» **WHAT YOU WILL DO**: If a line includes "never", copy it out of the entries.

» **DATASET EXTRACT**:

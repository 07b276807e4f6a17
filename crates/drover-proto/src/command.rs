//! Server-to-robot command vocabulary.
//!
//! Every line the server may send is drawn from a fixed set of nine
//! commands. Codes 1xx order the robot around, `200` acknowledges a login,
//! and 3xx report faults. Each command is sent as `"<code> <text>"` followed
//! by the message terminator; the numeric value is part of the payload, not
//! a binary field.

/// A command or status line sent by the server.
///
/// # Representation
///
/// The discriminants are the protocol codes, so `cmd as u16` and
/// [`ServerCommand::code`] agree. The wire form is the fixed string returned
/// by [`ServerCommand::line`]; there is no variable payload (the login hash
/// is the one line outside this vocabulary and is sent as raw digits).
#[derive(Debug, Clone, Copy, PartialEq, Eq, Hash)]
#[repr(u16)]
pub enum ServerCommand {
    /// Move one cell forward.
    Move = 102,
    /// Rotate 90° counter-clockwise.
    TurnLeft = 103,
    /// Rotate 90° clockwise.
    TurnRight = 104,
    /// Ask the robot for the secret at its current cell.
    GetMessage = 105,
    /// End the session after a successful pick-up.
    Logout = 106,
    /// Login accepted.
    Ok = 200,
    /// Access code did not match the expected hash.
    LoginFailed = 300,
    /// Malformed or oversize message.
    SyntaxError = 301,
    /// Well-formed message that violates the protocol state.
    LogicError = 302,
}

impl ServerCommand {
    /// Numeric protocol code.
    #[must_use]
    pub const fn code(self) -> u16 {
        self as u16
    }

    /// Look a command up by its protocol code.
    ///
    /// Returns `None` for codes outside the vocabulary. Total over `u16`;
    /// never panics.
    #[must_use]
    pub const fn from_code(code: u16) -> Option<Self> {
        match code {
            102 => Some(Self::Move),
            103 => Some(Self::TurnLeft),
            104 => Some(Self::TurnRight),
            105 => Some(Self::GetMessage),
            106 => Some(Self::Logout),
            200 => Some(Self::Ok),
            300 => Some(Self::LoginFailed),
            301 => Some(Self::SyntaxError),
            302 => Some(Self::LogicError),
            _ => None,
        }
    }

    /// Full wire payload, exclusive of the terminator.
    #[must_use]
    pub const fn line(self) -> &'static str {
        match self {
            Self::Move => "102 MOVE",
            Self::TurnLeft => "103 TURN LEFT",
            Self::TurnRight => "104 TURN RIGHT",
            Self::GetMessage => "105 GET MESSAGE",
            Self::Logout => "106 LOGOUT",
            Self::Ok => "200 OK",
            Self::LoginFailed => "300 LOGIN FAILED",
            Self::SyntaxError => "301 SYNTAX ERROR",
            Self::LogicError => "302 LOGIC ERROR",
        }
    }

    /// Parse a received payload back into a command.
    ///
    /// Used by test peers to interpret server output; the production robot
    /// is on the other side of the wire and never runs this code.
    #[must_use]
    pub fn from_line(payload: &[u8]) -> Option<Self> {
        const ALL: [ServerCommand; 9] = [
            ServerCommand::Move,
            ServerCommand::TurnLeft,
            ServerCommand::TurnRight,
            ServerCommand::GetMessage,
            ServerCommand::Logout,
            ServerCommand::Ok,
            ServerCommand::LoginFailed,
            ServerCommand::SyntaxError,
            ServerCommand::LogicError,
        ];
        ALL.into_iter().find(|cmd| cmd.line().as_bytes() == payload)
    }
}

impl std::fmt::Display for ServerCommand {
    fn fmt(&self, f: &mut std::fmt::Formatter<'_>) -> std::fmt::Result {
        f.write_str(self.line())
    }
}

» **RESULT OF THIS EXERCISE**:
    /// never panics.
    /// is on the other side of the wire and never runs this code.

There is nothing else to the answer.